Starting from the first line below, count every line holding the word "advance", then state the total alone.

------------------------------------------------------------

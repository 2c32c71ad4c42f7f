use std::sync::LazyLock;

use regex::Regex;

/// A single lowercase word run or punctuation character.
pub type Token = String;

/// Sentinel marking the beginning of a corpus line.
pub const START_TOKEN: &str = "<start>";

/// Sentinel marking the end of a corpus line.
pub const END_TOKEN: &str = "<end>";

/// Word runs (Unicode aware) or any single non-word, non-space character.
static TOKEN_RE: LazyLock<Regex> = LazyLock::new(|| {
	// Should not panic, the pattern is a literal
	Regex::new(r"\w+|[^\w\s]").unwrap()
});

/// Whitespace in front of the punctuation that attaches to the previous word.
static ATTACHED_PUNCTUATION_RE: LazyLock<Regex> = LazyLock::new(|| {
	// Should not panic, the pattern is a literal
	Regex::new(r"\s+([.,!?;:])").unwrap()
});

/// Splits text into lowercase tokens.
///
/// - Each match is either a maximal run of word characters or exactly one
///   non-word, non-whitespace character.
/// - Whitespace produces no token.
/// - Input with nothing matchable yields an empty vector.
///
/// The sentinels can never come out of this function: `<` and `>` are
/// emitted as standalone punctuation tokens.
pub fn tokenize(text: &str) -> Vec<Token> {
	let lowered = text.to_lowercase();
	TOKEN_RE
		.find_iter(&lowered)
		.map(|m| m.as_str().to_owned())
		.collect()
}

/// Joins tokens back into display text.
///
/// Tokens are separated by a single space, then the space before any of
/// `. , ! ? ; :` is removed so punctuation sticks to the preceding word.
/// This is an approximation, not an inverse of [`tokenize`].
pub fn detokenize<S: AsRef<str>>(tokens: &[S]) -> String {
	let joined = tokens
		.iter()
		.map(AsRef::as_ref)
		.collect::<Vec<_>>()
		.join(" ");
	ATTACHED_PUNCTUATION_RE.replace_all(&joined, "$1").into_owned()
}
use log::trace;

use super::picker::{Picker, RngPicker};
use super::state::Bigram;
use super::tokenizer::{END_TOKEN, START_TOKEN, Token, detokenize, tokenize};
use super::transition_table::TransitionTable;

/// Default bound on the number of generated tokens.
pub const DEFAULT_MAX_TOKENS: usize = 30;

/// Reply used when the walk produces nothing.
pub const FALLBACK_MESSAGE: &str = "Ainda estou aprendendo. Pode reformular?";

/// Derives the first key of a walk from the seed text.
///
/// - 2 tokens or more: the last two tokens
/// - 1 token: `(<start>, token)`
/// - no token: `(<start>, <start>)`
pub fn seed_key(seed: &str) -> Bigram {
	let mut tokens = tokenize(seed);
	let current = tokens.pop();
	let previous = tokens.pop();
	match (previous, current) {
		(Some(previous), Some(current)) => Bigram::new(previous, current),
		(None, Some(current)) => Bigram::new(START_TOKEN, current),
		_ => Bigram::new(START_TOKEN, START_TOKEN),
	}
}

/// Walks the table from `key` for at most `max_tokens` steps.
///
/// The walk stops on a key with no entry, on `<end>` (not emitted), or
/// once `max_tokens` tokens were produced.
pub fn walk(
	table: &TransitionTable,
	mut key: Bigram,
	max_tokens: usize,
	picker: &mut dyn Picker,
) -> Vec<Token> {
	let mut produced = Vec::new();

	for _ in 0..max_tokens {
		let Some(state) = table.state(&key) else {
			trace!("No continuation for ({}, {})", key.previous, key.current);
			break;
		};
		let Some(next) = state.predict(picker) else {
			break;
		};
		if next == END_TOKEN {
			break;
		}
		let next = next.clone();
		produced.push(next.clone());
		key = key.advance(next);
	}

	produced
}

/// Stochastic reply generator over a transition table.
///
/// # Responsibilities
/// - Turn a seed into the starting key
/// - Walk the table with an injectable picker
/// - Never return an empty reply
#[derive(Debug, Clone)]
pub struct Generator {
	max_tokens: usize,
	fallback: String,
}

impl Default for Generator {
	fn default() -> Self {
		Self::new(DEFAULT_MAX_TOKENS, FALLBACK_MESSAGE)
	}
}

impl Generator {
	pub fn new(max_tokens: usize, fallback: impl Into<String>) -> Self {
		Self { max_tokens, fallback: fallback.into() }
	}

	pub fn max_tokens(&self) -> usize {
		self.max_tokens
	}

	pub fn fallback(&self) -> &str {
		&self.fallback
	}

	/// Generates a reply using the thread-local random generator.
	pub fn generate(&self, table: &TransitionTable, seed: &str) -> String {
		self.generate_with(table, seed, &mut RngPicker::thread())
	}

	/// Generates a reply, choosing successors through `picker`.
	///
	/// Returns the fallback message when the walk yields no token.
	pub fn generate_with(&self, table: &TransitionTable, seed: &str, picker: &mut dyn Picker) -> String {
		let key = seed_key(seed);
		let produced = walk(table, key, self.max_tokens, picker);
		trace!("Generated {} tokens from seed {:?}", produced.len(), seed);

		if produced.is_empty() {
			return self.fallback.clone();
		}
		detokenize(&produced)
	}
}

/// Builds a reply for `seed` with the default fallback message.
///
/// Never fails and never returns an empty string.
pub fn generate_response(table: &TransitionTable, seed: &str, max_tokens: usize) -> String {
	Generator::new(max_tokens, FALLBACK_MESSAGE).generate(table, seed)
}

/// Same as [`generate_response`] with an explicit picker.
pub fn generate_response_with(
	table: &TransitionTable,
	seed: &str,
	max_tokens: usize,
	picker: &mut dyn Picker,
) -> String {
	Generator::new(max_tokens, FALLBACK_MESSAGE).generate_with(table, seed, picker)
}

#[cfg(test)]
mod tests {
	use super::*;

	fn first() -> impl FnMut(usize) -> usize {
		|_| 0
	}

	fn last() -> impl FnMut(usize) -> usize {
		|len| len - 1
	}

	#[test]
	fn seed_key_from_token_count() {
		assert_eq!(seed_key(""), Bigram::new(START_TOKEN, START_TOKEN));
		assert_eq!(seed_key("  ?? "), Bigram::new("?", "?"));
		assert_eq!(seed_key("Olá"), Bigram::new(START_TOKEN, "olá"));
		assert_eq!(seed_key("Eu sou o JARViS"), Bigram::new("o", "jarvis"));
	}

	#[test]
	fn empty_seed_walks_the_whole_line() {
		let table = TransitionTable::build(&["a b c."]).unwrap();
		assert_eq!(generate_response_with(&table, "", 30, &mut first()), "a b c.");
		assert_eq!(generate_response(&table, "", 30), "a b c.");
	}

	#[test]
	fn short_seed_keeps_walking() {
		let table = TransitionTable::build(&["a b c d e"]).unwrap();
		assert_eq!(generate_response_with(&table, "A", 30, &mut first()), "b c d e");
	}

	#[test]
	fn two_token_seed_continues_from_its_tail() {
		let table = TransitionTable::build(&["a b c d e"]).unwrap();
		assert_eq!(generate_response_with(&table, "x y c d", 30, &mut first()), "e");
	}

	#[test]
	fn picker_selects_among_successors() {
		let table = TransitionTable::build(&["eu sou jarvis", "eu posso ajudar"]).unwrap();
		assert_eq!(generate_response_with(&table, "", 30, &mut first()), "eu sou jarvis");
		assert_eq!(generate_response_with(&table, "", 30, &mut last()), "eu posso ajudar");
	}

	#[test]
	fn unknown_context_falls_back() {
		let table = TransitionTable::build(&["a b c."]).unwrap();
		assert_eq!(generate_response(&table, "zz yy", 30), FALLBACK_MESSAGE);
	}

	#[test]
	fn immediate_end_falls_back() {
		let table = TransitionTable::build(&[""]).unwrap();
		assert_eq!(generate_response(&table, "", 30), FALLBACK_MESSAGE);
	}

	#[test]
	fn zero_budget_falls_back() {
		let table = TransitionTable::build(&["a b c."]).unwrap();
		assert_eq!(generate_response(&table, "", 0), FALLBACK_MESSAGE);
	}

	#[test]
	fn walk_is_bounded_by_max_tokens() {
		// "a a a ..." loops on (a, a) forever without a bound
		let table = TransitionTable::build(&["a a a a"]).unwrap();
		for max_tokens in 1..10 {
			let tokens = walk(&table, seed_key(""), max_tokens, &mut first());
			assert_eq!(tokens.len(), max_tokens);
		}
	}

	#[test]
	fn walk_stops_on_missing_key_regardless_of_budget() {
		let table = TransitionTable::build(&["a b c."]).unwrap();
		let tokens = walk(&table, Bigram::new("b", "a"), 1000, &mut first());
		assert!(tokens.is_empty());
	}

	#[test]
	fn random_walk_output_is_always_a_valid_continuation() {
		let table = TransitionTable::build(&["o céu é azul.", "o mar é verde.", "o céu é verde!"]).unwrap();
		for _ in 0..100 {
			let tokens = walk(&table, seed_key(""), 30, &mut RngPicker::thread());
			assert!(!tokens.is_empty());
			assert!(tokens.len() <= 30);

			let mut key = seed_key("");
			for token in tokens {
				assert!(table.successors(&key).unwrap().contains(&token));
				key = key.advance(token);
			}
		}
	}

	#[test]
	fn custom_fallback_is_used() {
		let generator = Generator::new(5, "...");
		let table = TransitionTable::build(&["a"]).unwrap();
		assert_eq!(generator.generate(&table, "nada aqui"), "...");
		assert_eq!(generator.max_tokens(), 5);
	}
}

------------------------------------------------------------

YOUR RESPONSE: 2